■ **Your assignment**:
Repeat the listing below word for word, leaving nothing out.

■ **Data for this task**:
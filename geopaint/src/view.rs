use crate::camera::Camera;
use geopaint_types::cartesian::{CartesianPoint2d, Point2d, Rect, Size};
use nalgebra::{Point2, Point3, Rotation3, Translation3, Vector3};
use std::f64::consts::{FRAC_PI_2, FRAC_PI_4};

/// Resolution of the zoom level `0` of the Web Mercator tile pyramid.
pub const WEB_MERCATOR_BASE_RESOLUTION: f64 = 156543.03392800014;

/// Half of the vertical field of view of the camera.
const HALF_FOV: f64 = FRAC_PI_4;

/// Perspective camera over a planar projected map.
///
/// The camera is placed above the `position` at the distance of half of the container height (in pixels), which
/// gives 90 degrees vertical field of view.
#[derive(Debug, Clone, Copy)]
pub struct MapView {
    position: Point3<f64>,
    resolution: f64,
    rotation_x: f64,
    rotation_z: f64,
    size: Size,
    gl_resolution: f64,
    zoom_base_resolution: f64,
    projection_code: &'static str,
}

impl Default for MapView {
    fn default() -> Self {
        Self {
            position: Default::default(),
            resolution: 1.0,
            rotation_x: 0.0,
            rotation_z: 0.0,
            size: Size::new(0.0, 0.0),
            gl_resolution: 1.0,
            zoom_base_resolution: WEB_MERCATOR_BASE_RESOLUTION,
            projection_code: "EPSG:3857",
        }
    }
}

impl MapView {
    /// Creates a view centered at the given projected coordinate.
    pub fn new(position: impl CartesianPoint2d<Num = f64>, resolution: f64) -> Self {
        Self {
            position: Point3::new(position.x(), position.y(), 0.0),
            resolution,
            ..Default::default()
        }
    }

    /// Projected coordinate of the view center.
    pub fn position(&self) -> Point2d {
        Point2::new(self.position.x, self.position.y)
    }

    /// Size of the map container in pixels.
    pub fn size(&self) -> Size {
        self.size
    }

    /// Sets the container size.
    pub fn with_size(&self, new_size: Size) -> Self {
        Self {
            size: new_size,
            ..*self
        }
    }

    /// Sets the resolution.
    pub fn with_resolution(&self, resolution: f64) -> Self {
        Self {
            resolution,
            ..*self
        }
    }

    /// Sets the tilt of the view.
    pub fn with_rotation_x(&self, rotation_x: f64) -> Self {
        Self {
            rotation_x,
            ..*self
        }
    }

    /// Sets the rotation around the vertical axis.
    pub fn with_rotation_z(&self, rotation_z: f64) -> Self {
        Self {
            rotation_z,
            ..*self
        }
    }

    /// Sets the reference resolution model points are stored at.
    pub fn with_gl_resolution(&self, gl_resolution: f64) -> Self {
        Self {
            gl_resolution,
            ..*self
        }
    }

    /// Sets the resolution of zoom level `0`.
    pub fn with_zoom_base_resolution(&self, zoom_base_resolution: f64) -> Self {
        Self {
            zoom_base_resolution,
            ..*self
        }
    }

    /// Sets the projection identifier.
    pub fn with_projection_code(&self, projection_code: &'static str) -> Self {
        Self {
            projection_code,
            ..*self
        }
    }

    fn view_rotation(&self) -> Rotation3<f64> {
        Rotation3::new(Vector3::new(-self.rotation_x, 0.0, 0.0))
            * Rotation3::new(Vector3::new(0.0, 0.0, self.rotation_z))
    }

    /// Distance from the camera to the view center in projected units.
    fn camera_distance(&self) -> f64 {
        self.size.half_height() * self.resolution
    }

    fn camera_position(&self) -> Point3<f64> {
        self.position
            + self.view_rotation().inverse() * Vector3::new(0.0, 0.0, self.camera_distance())
    }

    fn map_to_screen(&self, world: Point3<f64>) -> Point2d {
        let view = self.view_rotation() * (world - self.position) / self.resolution;
        let distance = self.size.half_height();
        let k = if view.z == 0.0 {
            1.0
        } else {
            distance / (distance - view.z)
        };

        Point2::new(
            self.size.half_width() + view.x * k,
            self.size.half_height() - view.y * k,
        )
    }

    /// Projects a pixel onto the ground plane in projected coordinates.
    pub fn screen_to_map(&self, px_position: Point2d) -> Point2d {
        let x = px_position.x;
        let y = px_position.y;
        let a = (self.size.half_height() - y) * FRAC_PI_4.tan() / self.size.half_height();

        let s = 1.0 / ((FRAC_PI_2 - self.rotation_x).tan() / a - 1.0) + 1.0;

        let x0 = (x - self.size.half_width()) * self.resolution;
        let y0 = (self.size.half_height() - y) * self.resolution;

        if s.is_infinite() || s <= 0.0 {
            let x = if x0 >= 0.0 {
                f64::INFINITY
            } else {
                f64::NEG_INFINITY
            };
            let y = if y0 >= 0.0 {
                f64::INFINITY
            } else {
                f64::NEG_INFINITY
            };
            return Point2d::new(x, y);
        }

        let y0_ang = y0 / self.rotation_x.cos();

        let x0_scaled = x0 * s;
        let y0_scaled = y0_ang * s;

        let rotation_z = Rotation3::new(Vector3::new(0.0, 0.0, -self.rotation_z));
        let translation = Translation3::new(self.position.x, self.position.y, self.position.z);

        let p = Point3::new(x0_scaled, y0_scaled, 0.0);
        let transformed = translation * rotation_z * p;

        Point2::new(transformed.x, transformed.y)
    }

    /// Ground area visible in the view, limited to four view sizes around the center.
    fn max_bbox(&self) -> Rect {
        Rect::new(
            self.position.x - self.size.half_width() * self.resolution,
            self.position.y - self.size.half_height() * self.resolution,
            self.position.x + self.size.half_width() * self.resolution,
            self.position.y + self.size.half_height() * self.resolution,
        )
        .magnify(4.0)
    }
}

impl Camera for MapView {
    fn resolution(&self) -> f64 {
        self.resolution
    }

    fn zoom(&self) -> f64 {
        (self.zoom_base_resolution / self.resolution).log2()
    }

    fn pitch(&self) -> f64 {
        self.rotation_x
    }

    fn bearing(&self) -> f64 {
        self.rotation_z
    }

    fn gl_resolution(&self) -> f64 {
        self.gl_resolution
    }

    fn projection_code(&self) -> &str {
        self.projection_code
    }

    fn container_extent(&self) -> Option<Rect> {
        if self.size.is_zero() {
            return None;
        }

        Some(Rect::new(0.0, 0.0, self.size.width(), self.size.height()))
    }

    fn frustum_altitude(&self) -> f64 {
        let distance = self.camera_distance() / self.gl_resolution;
        let camera_altitude = distance * self.rotation_x.cos();
        let top_ray = self.rotation_x + HALF_FOV;
        if top_ray <= FRAC_PI_2 {
            return camera_altitude;
        }

        // altitude of the upper frustum plane above the view center
        let ground_distance = distance * self.rotation_x.sin();
        camera_altitude + ground_distance * (top_ray - FRAC_PI_2).tan()
    }

    fn point_to_container(&self, point: &Point2d, altitude: f64) -> Point2d {
        let world = Point3::new(point.x, point.y, altitude) * self.gl_resolution;
        self.map_to_screen(world)
    }

    fn container_to_point(&self, pixel: &Point2d) -> Point2d {
        self.screen_to_map(*pixel) / self.gl_resolution
    }

    fn coord_to_point(&self, coord: &Point2d, resolution: f64) -> Point2d {
        *coord / resolution
    }

    fn locate(&self, coord: &Point2d, dx: f64, dy: f64) -> Point2d {
        Point2::new(coord.x + dx, coord.y + dy)
    }

    fn camera_ground_position(&self) -> Point2d {
        let camera = self.camera_position();
        Point2::new(camera.x, camera.y) / self.gl_resolution
    }

    fn camera_look_at(&self) -> Point2d {
        self.position() / self.gl_resolution
    }

    fn container_extent_to_model(&self, extent: &Rect) -> Option<Rect> {
        let points = extent.into_quadrangle().map(|p| self.screen_to_map(p));
        let bbox = Rect::from_points(points.iter())?.limit(self.max_bbox());
        Some(Rect::new(
            bbox.x_min / self.gl_resolution,
            bbox.y_min / self.gl_resolution,
            bbox.x_max / self.gl_resolution,
            bbox.y_max / self.gl_resolution,
        ))
    }
}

■ **Answer to this problem**:
filename geopaint/src/view.rs
use crate::camera::Camera;
use geopaint_types::cartesian::{CartesianPoint2d, Point2d, Rect, Size};
use nalgebra::{Point2, Point3, Rotation3, Translation3, Vector3};
use std::f64::consts::{FRAC_PI_2, FRAC_PI_4};

/// Resolution of the zoom level `0` of the Web Mercator tile pyramid.
pub const WEB_MERCATOR_BASE_RESOLUTION: f64 = 156543.03392800014;

/// Half of the vertical field of view of the camera.
const HALF_FOV: f64 = FRAC_PI_4;

/// Perspective camera over a planar projected map.
///
/// The camera is placed above the `position` at the distance of half of the container height (in pixels), which
/// gives 90 degrees vertical field of view.
#[derive(Debug, Clone, Copy)]
pub struct MapView {
    position: Point3<f64>,
    resolution: f64,
    rotation_x: f64,
    rotation_z: f64,
    size: Size,
    gl_resolution: f64,
    zoom_base_resolution: f64,
    projection_code: &'static str,
}

impl Default for MapView {
    fn default() -> Self {
        Self {
            position: Default::default(),
            resolution: 1.0,
            rotation_x: 0.0,
            rotation_z: 0.0,
            size: Size::new(0.0, 0.0),
            gl_resolution: 1.0,
            zoom_base_resolution: WEB_MERCATOR_BASE_RESOLUTION,
            projection_code: "EPSG:3857",
        }
    }
}

impl MapView {
    /// Creates a view centered at the given projected coordinate.
    pub fn new(position: impl CartesianPoint2d<Num = f64>, resolution: f64) -> Self {
        Self {
            position: Point3::new(position.x(), position.y(), 0.0),
            resolution,
            ..Default::default()
        }
    }

    /// Projected coordinate of the view center.
    pub fn position(&self) -> Point2d {
        Point2::new(self.position.x, self.position.y)
    }

    /// Size of the map container in pixels.
    pub fn size(&self) -> Size {
        self.size
    }

    /// Sets the container size.
    pub fn with_size(&self, new_size: Size) -> Self {
        Self {
            size: new_size,
            ..*self
        }
    }

    /// Sets the resolution.
    pub fn with_resolution(&self, resolution: f64) -> Self {
        Self {
            resolution,
            ..*self
        }
    }

    /// Sets the tilt of the view.
    pub fn with_rotation_x(&self, rotation_x: f64) -> Self {
        Self {
            rotation_x,
            ..*self
        }
    }

    /// Sets the rotation around the vertical axis.
    pub fn with_rotation_z(&self, rotation_z: f64) -> Self {
        Self {
            rotation_z,
            ..*self
        }
    }

    /// Sets the reference resolution model points are stored at.
    pub fn with_gl_resolution(&self, gl_resolution: f64) -> Self {
        Self {
            gl_resolution,
            ..*self
        }
    }

    /// Sets the resolution of zoom level `0`.
    pub fn with_zoom_base_resolution(&self, zoom_base_resolution: f64) -> Self {
        Self {
            zoom_base_resolution,
            ..*self
        }
    }

    /// Sets the projection identifier.
    pub fn with_projection_code(&self, projection_code: &'static str) -> Self {
        Self {
            projection_code,
            ..*self
        }
    }

    fn view_rotation(&self) -> Rotation3<f64> {
        Rotation3::new(Vector3::new(-self.rotation_x, 0.0, 0.0))
            * Rotation3::new(Vector3::new(0.0, 0.0, self.rotation_z))
    }

    /// Distance from the camera to the view center in projected units.
    fn camera_distance(&self) -> f64 {
        self.size.half_height() * self.resolution
    }

    fn camera_position(&self) -> Point3<f64> {
        self.position
            + self.view_rotation().inverse() * Vector3::new(0.0, 0.0, self.camera_distance())
    }

    fn map_to_screen(&self, world: Point3<f64>) -> Point2d {
        let view = self.view_rotation() * (world - self.position) / self.resolution;
        let distance = self.size.half_height();
        let k = if view.z == 0.0 {
            1.0
        } else {
            distance / (distance - view.z)
        };

        Point2::new(
            self.size.half_width() + view.x * k,
            self.size.half_height() - view.y * k,
        )
    }

    /// Projects a pixel onto the ground plane in projected coordinates.
    pub fn screen_to_map(&self, px_position: Point2d) -> Point2d {
        let x = px_position.x;
        let y = px_position.y;
        let a = (self.size.half_height() - y) * FRAC_PI_4.tan() / self.size.half_height();

        let s = 1.0 / ((FRAC_PI_2 - self.rotation_x).tan() / a - 1.0) + 1.0;

        let x0 = (x - self.size.half_width()) * self.resolution;
        let y0 = (self.size.half_height() - y) * self.resolution;

        if s.is_infinite() || s <= 0.0 {
            let x = if x0 >= 0.0 {
                f64::INFINITY
            } else {
                f64::NEG_INFINITY
            };
            let y = if y0 >= 0.0 {
                f64::INFINITY
            } else {
                f64::NEG_INFINITY
            };
            return Point2d::new(x, y);
        }

        let y0_ang = y0 / self.rotation_x.cos();

        let x0_scaled = x0 * s;
        let y0_scaled = y0_ang * s;

        let rotation_z = Rotation3::new(Vector3::new(0.0, 0.0, -self.rotation_z));
        let translation = Translation3::new(self.position.x, self.position.y, self.position.z);

        let p = Point3::new(x0_scaled, y0_scaled, 0.0);
        let transformed = translation * rotation_z * p;

        Point2::new(transformed.x, transformed.y)
    }

    /// Ground area visible in the view, limited to four view sizes around the center.
    fn max_bbox(&self) -> Rect {
        Rect::new(
            self.position.x - self.size.half_width() * self.resolution,
            self.position.y - self.size.half_height() * self.resolution,
            self.position.x + self.size.half_width() * self.resolution,
            self.position.y + self.size.half_height() * self.resolution,
        )
        .magnify(4.0)
    }
}

impl Camera for MapView {
    fn resolution(&self) -> f64 {
        self.resolution
    }

    fn zoom(&self) -> f64 {
        (self.zoom_base_resolution / self.resolution).log2()
    }

    fn pitch(&self) -> f64 {
        self.rotation_x
    }

    fn bearing(&self) -> f64 {
        self.rotation_z
    }

    fn gl_resolution(&self) -> f64 {
        self.gl_resolution
    }

    fn projection_code(&self) -> &str {
        self.projection_code
    }

    fn container_extent(&self) -> Option<Rect> {
        if self.size.is_zero() {
            return None;
        }

        Some(Rect::new(0.0, 0.0, self.size.width(), self.size.height()))
    }

    fn frustum_altitude(&self) -> f64 {
        let distance = self.camera_distance() / self.gl_resolution;
        let camera_altitude = distance * self.rotation_x.cos();
        let top_ray = self.rotation_x + HALF_FOV;
        if top_ray <= FRAC_PI_2 {
            return camera_altitude;
        }

        // altitude of the upper frustum plane above the view center
        let ground_distance = distance * self.rotation_x.sin();
        camera_altitude + ground_distance * (top_ray - FRAC_PI_2).tan()
    }

    fn point_to_container(&self, point: &Point2d, altitude: f64) -> Point2d {
        let world = Point3::new(point.x, point.y, altitude) * self.gl_resolution;
        self.map_to_screen(world)
    }

    fn container_to_point(&self, pixel: &Point2d) -> Point2d {
        self.screen_to_map(*pixel) / self.gl_resolution
    }

    fn coord_to_point(&self, coord: &Point2d, resolution: f64) -> Point2d {
        *coord / resolution
    }

    fn locate(&self, coord: &Point2d, dx: f64, dy: f64) -> Point2d {
        Point2::new(coord.x + dx, coord.y + dy)
    }

    fn camera_ground_position(&self) -> Point2d {
        let camera = self.camera_position();
        Point2::new(camera.x, camera.y) / self.gl_resolution
    }

    fn camera_look_at(&self) -> Point2d {
        self.position() / self.gl_resolution
    }

    fn container_extent_to_model(&self, extent: &Rect) -> Option<Rect> {
        let points = extent.into_quadrangle().map(|p| self.screen_to_map(p));
        let bbox = Rect::from_points(points.iter())?.limit(self.max_bbox());
        Some(Rect::new(
            bbox.x_min / self.gl_resolution,
            bbox.y_min / self.gl_resolution,
            bbox.x_max / self.gl_resolution,
            bbox.y_max / self.gl_resolution,
        ))
    }
}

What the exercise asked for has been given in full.